# INSTRUCTIONS FOR THE TASK
For this exercise, copy each line of the records that contains the word "labels".

# Recorded data
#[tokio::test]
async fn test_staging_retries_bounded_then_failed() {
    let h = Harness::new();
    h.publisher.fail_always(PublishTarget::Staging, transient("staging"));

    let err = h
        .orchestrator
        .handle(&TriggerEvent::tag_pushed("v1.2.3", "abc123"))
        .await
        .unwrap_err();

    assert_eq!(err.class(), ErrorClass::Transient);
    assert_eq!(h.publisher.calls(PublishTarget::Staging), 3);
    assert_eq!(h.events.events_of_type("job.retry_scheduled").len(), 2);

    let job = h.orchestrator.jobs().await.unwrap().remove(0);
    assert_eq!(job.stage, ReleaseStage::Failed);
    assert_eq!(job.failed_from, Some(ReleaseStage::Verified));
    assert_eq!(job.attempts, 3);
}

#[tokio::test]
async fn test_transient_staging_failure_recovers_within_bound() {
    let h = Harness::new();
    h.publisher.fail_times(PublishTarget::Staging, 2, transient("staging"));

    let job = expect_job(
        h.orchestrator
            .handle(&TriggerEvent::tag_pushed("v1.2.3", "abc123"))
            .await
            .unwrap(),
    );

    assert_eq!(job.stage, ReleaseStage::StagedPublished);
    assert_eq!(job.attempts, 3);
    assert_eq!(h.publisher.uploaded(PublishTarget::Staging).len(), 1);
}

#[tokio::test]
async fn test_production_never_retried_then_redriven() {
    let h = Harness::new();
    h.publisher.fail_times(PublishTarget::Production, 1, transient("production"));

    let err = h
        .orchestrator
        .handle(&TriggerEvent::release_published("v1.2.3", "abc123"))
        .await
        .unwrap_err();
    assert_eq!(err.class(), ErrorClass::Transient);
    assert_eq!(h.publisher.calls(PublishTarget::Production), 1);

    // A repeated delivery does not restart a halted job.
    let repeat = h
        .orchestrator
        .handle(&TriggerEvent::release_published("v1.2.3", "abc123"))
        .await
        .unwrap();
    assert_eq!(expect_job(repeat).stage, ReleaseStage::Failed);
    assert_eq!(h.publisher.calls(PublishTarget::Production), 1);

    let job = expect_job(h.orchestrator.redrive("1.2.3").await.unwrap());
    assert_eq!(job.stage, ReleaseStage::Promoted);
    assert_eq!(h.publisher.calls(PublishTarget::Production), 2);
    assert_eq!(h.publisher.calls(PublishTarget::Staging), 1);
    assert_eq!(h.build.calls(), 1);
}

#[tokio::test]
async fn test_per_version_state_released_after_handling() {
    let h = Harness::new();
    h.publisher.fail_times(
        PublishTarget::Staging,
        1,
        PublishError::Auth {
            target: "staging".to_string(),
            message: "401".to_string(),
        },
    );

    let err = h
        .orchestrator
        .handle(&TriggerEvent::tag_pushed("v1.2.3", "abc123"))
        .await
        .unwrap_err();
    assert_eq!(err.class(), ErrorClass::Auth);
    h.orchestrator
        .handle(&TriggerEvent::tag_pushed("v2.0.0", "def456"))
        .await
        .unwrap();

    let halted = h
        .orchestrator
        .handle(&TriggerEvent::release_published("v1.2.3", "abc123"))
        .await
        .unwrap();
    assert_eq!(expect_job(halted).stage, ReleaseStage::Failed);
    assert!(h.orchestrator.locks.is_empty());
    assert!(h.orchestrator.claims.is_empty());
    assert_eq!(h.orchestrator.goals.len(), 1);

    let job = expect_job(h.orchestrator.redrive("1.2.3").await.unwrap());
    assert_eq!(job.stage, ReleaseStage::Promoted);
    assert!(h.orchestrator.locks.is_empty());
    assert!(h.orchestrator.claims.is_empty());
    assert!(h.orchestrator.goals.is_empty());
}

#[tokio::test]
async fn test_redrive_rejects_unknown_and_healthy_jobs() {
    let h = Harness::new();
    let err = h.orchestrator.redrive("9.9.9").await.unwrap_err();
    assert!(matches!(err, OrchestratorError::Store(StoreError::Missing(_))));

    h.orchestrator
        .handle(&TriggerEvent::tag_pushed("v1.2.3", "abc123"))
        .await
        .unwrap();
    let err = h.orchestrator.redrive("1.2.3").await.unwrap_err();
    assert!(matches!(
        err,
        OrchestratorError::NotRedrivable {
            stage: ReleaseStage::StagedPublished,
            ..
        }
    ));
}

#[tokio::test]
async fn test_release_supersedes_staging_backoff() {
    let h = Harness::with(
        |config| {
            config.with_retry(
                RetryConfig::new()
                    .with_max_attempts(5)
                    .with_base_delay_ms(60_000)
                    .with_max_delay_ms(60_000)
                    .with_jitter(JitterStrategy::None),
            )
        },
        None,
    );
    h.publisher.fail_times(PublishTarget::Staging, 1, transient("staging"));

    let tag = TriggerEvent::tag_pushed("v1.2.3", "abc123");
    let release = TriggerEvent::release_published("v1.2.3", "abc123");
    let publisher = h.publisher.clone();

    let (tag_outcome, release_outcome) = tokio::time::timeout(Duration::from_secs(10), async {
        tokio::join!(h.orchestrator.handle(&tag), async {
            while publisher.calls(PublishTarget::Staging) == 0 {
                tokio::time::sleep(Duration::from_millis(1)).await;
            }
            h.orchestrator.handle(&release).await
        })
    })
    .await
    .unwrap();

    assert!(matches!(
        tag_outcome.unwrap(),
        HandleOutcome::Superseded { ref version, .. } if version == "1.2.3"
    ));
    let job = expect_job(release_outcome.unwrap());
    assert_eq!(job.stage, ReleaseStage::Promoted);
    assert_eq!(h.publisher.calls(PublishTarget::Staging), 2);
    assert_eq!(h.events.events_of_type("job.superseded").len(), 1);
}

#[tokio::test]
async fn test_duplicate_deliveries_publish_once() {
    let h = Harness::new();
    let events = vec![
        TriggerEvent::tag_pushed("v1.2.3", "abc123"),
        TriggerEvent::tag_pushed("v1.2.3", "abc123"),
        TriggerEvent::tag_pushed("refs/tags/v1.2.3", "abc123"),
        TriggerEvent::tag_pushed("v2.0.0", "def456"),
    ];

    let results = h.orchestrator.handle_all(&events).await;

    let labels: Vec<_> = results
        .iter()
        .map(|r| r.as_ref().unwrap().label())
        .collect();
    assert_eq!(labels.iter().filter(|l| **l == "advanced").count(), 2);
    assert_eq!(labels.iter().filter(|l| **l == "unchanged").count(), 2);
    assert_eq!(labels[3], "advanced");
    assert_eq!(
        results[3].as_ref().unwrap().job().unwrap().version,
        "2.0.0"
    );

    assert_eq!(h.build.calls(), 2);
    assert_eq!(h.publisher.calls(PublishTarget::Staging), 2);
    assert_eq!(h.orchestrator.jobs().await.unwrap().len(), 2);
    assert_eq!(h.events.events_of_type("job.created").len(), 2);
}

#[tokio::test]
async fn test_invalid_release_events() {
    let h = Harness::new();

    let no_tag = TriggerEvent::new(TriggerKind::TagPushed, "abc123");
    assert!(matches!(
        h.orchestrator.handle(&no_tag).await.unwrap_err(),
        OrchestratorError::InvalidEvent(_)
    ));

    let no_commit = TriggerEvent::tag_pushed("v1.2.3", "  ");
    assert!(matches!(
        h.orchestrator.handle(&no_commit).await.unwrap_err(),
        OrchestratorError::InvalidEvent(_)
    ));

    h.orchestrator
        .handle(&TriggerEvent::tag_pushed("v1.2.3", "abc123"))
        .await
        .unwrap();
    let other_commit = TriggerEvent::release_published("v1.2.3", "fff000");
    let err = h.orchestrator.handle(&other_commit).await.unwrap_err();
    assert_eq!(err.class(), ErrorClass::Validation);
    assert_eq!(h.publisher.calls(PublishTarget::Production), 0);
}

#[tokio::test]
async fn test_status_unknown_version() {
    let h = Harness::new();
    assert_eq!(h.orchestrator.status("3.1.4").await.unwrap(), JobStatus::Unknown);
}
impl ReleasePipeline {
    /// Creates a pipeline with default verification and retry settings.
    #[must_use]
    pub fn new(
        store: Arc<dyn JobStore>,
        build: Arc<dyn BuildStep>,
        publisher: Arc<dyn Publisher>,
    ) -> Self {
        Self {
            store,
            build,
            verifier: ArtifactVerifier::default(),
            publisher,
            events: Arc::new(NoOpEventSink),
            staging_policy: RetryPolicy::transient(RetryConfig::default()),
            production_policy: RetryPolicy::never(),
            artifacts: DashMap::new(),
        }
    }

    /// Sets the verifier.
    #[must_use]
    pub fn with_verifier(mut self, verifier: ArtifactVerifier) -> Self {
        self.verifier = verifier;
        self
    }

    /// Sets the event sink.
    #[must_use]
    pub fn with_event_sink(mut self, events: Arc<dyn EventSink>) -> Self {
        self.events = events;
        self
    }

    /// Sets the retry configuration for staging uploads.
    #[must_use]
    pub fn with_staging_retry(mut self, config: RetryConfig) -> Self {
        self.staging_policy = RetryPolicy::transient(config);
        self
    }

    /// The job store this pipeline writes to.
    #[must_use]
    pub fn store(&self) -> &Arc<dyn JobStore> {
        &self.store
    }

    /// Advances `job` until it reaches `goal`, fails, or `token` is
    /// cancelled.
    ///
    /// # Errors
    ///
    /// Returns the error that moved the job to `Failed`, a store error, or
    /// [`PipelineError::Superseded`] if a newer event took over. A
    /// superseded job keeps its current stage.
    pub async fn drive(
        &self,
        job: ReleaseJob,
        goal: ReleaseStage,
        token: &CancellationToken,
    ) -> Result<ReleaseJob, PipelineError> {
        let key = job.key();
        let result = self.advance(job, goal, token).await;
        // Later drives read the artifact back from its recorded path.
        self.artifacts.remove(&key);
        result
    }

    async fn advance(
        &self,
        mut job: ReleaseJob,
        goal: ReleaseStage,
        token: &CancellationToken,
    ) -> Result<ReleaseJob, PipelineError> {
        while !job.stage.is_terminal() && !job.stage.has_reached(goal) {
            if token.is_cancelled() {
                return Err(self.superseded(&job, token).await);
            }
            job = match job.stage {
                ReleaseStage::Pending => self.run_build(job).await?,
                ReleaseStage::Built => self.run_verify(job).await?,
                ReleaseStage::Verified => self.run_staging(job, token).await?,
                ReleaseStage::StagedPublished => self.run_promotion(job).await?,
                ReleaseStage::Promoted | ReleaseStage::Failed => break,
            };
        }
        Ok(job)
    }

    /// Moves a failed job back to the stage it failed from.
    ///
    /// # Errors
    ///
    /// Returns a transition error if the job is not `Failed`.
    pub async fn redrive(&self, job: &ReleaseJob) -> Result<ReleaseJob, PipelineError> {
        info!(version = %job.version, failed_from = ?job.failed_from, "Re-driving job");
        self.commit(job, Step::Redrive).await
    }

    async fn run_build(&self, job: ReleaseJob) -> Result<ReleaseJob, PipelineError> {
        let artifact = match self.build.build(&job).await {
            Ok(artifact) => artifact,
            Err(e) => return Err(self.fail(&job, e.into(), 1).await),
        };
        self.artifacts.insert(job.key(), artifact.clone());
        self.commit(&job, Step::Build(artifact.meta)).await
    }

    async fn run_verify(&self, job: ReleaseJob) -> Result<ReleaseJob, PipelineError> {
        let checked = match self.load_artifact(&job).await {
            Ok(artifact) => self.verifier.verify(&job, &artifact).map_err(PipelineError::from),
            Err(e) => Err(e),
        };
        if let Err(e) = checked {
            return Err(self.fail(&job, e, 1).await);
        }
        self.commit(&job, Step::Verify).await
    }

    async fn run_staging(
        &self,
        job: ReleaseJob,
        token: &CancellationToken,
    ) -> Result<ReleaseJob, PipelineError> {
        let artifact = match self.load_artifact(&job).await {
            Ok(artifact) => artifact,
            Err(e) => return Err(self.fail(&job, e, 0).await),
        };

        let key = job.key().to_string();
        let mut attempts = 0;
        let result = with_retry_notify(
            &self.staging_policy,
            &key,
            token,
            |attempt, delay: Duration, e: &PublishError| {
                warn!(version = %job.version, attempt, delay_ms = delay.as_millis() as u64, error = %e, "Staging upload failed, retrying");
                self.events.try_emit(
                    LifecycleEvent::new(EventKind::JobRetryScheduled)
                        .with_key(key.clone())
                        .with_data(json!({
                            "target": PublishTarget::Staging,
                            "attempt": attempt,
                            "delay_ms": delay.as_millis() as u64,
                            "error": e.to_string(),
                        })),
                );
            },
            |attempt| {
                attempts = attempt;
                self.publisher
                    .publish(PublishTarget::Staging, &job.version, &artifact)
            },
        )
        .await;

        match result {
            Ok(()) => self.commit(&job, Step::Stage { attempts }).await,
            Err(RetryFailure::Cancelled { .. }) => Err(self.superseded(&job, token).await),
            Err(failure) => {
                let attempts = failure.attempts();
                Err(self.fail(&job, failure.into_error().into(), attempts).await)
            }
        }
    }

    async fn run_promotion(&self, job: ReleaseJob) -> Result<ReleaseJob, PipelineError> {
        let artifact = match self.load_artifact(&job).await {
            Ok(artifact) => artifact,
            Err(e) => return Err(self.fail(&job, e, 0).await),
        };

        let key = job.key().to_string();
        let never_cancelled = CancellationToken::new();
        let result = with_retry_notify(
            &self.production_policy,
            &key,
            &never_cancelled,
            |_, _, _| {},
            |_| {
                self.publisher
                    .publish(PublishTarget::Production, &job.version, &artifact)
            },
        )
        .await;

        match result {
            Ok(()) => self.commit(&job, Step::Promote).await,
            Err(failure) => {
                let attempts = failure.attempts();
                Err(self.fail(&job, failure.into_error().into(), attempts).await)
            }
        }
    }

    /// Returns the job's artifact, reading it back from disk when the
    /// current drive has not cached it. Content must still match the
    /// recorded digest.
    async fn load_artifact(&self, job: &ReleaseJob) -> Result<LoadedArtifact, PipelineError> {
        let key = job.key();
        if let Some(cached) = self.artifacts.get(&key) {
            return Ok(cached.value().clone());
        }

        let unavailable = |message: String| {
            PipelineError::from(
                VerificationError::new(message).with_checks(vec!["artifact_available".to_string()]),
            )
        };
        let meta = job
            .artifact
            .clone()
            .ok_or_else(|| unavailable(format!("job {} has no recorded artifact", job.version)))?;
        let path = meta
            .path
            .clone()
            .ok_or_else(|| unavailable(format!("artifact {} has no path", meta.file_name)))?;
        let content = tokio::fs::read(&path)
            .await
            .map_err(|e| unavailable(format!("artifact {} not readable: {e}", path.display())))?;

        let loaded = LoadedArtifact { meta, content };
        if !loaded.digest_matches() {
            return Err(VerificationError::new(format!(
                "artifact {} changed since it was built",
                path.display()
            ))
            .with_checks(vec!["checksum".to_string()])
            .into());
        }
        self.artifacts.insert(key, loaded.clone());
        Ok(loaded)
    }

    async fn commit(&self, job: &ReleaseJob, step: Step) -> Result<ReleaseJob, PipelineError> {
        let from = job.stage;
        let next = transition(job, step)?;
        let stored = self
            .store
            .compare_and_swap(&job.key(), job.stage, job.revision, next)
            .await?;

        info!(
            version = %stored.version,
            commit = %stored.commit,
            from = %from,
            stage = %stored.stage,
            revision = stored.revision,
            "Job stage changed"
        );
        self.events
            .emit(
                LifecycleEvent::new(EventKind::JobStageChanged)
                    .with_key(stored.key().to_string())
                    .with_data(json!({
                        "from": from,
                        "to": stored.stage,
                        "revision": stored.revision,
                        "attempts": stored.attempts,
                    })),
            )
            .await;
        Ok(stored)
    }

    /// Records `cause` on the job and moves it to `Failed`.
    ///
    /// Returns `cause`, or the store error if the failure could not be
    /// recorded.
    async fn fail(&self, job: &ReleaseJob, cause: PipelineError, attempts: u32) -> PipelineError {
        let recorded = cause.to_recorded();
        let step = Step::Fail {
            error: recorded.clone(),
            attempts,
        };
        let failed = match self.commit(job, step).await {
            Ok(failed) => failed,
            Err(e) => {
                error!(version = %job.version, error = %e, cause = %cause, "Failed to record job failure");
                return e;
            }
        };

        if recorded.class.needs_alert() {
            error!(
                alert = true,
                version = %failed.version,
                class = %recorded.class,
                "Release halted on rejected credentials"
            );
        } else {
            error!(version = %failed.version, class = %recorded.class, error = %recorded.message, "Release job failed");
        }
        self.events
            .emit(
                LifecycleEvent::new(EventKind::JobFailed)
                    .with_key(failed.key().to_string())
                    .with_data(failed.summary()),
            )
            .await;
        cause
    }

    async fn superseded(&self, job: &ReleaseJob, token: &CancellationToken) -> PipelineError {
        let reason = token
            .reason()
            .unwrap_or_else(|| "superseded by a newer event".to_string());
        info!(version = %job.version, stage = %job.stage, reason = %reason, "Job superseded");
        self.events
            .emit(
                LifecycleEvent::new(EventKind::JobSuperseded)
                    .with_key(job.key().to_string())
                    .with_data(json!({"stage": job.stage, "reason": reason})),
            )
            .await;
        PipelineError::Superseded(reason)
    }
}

# RESULT OF THIS TASK
    let labels: Vec<_> = results
    assert_eq!(labels.iter().filter(|l| **l == "advanced").count(), 2);
    assert_eq!(labels.iter().filter(|l| **l == "unchanged").count(), 2);
    assert_eq!(labels[3], "advanced");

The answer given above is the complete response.